Планируя мероприятия, я думал, что мои друзья выберут второй день для прогулки в Акадэме и выступят спокойно и с достоинством. При этом я осознавал, что под халатом фестиваля проходит важная прямая операция, ответ озлобленной смерти – ответ за Егора и за всех. Люди, которых я позвал, приехавшие и бросившие все, читали стихи перед зажиревшими буржуа и молодежью, у которой не было денег, чтобы войти, и которую сначала не пускали, несмотря на декларированный свободный вход. На сцене в «Трубе» есть табличка «Стой напряжение» – а о степени угрозы и тревоги, царившей вокруг, говорят фотографии. Клуб «Нигде и никогда» был выбран еще потому, что его своими руками сделал второй зилот нашего старшего товарища Л. Он немало за свою жизнь разгрузил вагонов, работая как каторжник, построив с сотню квартир и только в последнюю очередь сделавший свою. Однако некоторые говорили мне открытым текстом, что срать на этом поле – славно валится! – не сядут. Старшего товарища Л. представляла его жена, спасшая ему жизнь, она пришла посмотреть на все это. Она очень красиво поет и помогла многим детям, просто как мать, а может быть, и из-за личной трагедии.
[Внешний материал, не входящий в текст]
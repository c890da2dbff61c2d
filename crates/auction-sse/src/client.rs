//! [`SseClient`] — maintains one long-lived connection to the marketplace's
//! event stream, multiplexing every subscribed product id over it, with
//! capped-exponential reconnect backoff and jitter.

use std::collections::HashSet;
use std::sync::Arc;
use std::time::Duration;

use futures_util::StreamExt;
use parking_lot::RwLock;
use tokio::sync::mpsc;
use tokio_util::sync::CancellationToken;
use tracing::{debug, info, warn};

use crate::error::SseError;
use crate::events::{decode, SseEvent};
use crate::parser::SseLineParser;

const RECONNECT_BASE_MS: u64 = 500;
const RECONNECT_MAX_MS: u64 = 30_000;
/// After this many consecutive reconnect failures, tell callers to fall
/// back to polling for every currently subscribed product.
pub const DEFAULT_MAX_RECONNECT_ATTEMPTS: u32 = 3;

/// Events surfaced to the owner of an [`SseClient`]: decoded wire events
/// plus connection-lifecycle signals the Monitor needs to drive transport
/// selection.
#[derive(Debug, Clone, PartialEq)]
pub enum ClientEvent {
    Wire(SseEvent),
    Disconnected,
    /// Reconnection has failed `FALLBACK_AFTER_ATTEMPTS` times in a row;
    /// these products should fall back to polling until resubscribed.
    FallbackSuggested { product_ids: Vec<String> },
}

#[derive(Clone)]
pub struct SseConfig {
    pub stream_url: String,
    pub max_reconnect_attempts: u32,
}

impl Default for SseConfig {
    fn default() -> Self {
        Self {
            stream_url: String::new(),
            max_reconnect_attempts: DEFAULT_MAX_RECONNECT_ATTEMPTS,
        }
    }
}

/// Multiplexes SSE subscriptions for every product id currently of
/// interest over a single reconnecting connection.
pub struct SseClient {
    config: SseConfig,
    subscriptions: Arc<RwLock<HashSet<String>>>,
    cancel: CancellationToken,
    resubscribe: tokio::sync::Notify,
}

impl SseClient {
    pub fn new(config: SseConfig) -> (Arc<Self>, mpsc::Receiver<ClientEvent>) {
        let (tx, rx) = mpsc::channel(256);
        let client = Arc::new(Self {
            config,
            subscriptions: Arc::new(RwLock::new(HashSet::new())),
            cancel: CancellationToken::new(),
            resubscribe: tokio::sync::Notify::new(),
        });

        let spawned = client.clone();
        tokio::spawn(async move {
            spawned.run(tx).await;
        });

        (client, rx)
    }

    /// Add a product id to the live subscription set, reconnecting with the
    /// updated set if already connected.
    pub fn subscribe(&self, product_id: impl Into<String>) {
        self.subscriptions.write().insert(product_id.into());
        self.resubscribe.notify_one();
    }

    /// Remove a product id. Idempotent.
    pub fn unsubscribe(&self, product_id: &str) {
        self.subscriptions.write().remove(product_id);
        self.resubscribe.notify_one();
    }

    /// Gracefully tear down the connection. Idempotent.
    pub fn shutdown(&self) {
        self.cancel.cancel();
    }

    fn subscription_snapshot(&self) -> Vec<String> {
        self.subscriptions.read().iter().cloned().collect()
    }

    async fn run(self: Arc<Self>, tx: mpsc::Sender<ClientEvent>) {
        let mut attempt: u32 = 0;

        loop {
            if self.cancel.is_cancelled() {
                return;
            }

            // `connect_once` itself resets `attempt` to 0 the moment the
            // connection opens successfully (even if the stream later ends
            // or errors) — resetting here instead would only cover the
            // cases where the whole call returns `Ok`, which also includes
            // a resubscribe or shutdown that never opened a socket at all.
            if let Err(e) = self.connect_once(&tx, &mut attempt).await {
                warn!(error = %e, "sse connection failed");
            }

            if self.cancel.is_cancelled() {
                return;
            }

            let _ = tx.send(ClientEvent::Disconnected).await;
            attempt = attempt.saturating_add(1);

            if attempt == self.config.max_reconnect_attempts {
                let product_ids = self.subscription_snapshot();
                if !product_ids.is_empty() {
                    let _ = tx.send(ClientEvent::FallbackSuggested { product_ids }).await;
                }
            }

            let delay = backoff_delay(attempt);
            debug!(attempt, delay_ms = delay.as_millis(), "sse reconnect backoff");

            tokio::select! {
                _ = tokio::time::sleep(delay) => {}
                _ = self.cancel.cancelled() => return,
            }
        }
    }

    async fn connect_once(
        &self,
        tx: &mpsc::Sender<ClientEvent>,
        attempt: &mut u32,
    ) -> Result<(), SseError> {
        let ids = self.subscription_snapshot();
        let query = ids.join(",");
        let url = format!("{}?products={}", self.config.stream_url, query);

        info!(url = %url, "connecting to sse stream");
        let response = reqwest::Client::new()
            .get(&url)
            .header("Accept", "text/event-stream")
            .send()
            .await
            .map_err(SseError::Http)?;

        if !response.status().is_success() {
            return Err(SseError::StreamEnded);
        }

        // The connection has opened: reset the reconnect counter here,
        // not when this call eventually returns, so a stream that opens
        // cleanly and later drops doesn't keep compounding failed-attempt
        // counts from connections that came before it.
        *attempt = 0;
        let _ = tx
            .send(ClientEvent::Wire(SseEvent::Connected))
            .await;

        let mut stream = response.bytes_stream();
        let mut parser = SseLineParser::new();

        loop {
            tokio::select! {
                chunk = stream.next() => {
                    let Some(chunk) = chunk else {
                        return Err(SseError::StreamEnded);
                    };
                    let chunk = chunk.map_err(SseError::Http)?;
                    for raw in parser.feed(&chunk) {
                        let now_ms = now_ms();
                        match decode(&raw, now_ms) {
                            Ok(event) => {
                                if tx.send(ClientEvent::Wire(event)).await.is_err() {
                                    return Ok(());
                                }
                            }
                            Err(e) => warn!(error = %e, "failed to decode sse event"),
                        }
                    }
                }
                _ = self.resubscribe.notified() => {
                    debug!("subscription set changed, reconnecting sse stream");
                    return Ok(());
                }
                _ = self.cancel.cancelled() => {
                    return Ok(());
                }
            }
        }
    }
}

fn backoff_delay(attempt: u32) -> Duration {
    let exponent = attempt.saturating_sub(1).min(10);
    let delay = RECONNECT_BASE_MS
        .saturating_mul(1u64 << exponent)
        .min(RECONNECT_MAX_MS);
    let jitter = rand::random::<u64>() % 500;
    Duration::from_millis(delay + jitter)
}

fn now_ms() -> i64 {
    use std::time::{SystemTime, UNIX_EPOCH};
    SystemTime::now()
        .duration_since(UNIX_EPOCH)
        .expect("time went backwards")
        .as_millis() as i64
}

#[cfg(test)]
mod tests {
    use super::*;

    #[test]
    fn backoff_grows_and_caps() {
        let d1 = backoff_delay(1).as_millis();
        let d20 = backoff_delay(20).as_millis();
        assert!(d1 >= RECONNECT_BASE_MS as u128);
        assert!(d20 < (RECONNECT_MAX_MS + 500) as u128);
    }

    #[test]
    fn subscription_set_starts_empty() {
        let subscriptions: Arc<RwLock<HashSet<String>>> = Arc::new(RwLock::new(HashSet::new()));
        assert!(subscriptions.read().is_empty());
    }
}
В зале «Трубы» было 50 человек, некоторые из них перестали ржать и жрать, лишь когда прослышали, о чем идет речь. Нежный серийный маньяк, как назвали в отзыве журналистки Колю, сказал, что раньше за то, что он делает, детям давали молоко.

Тетя сказала мне, увидев Колю: сразу видно – это человек, а не то что плюнуть и растереть – после белой горячки человечность утрачивается навсегда. Приехавшие друзья не спали две ночи, не ели два дня. Андрей погрузился в страшный кумар. Он упал на сцене в «Нигде и никогда», но довольно ловко подскочил и продолжил чтение, ничего не видя вокруг. Мы ловили его на улице ночью, когда он прятался от Ментов: бог не выдаст, свинья не съест – за ларьком у книжного магазина.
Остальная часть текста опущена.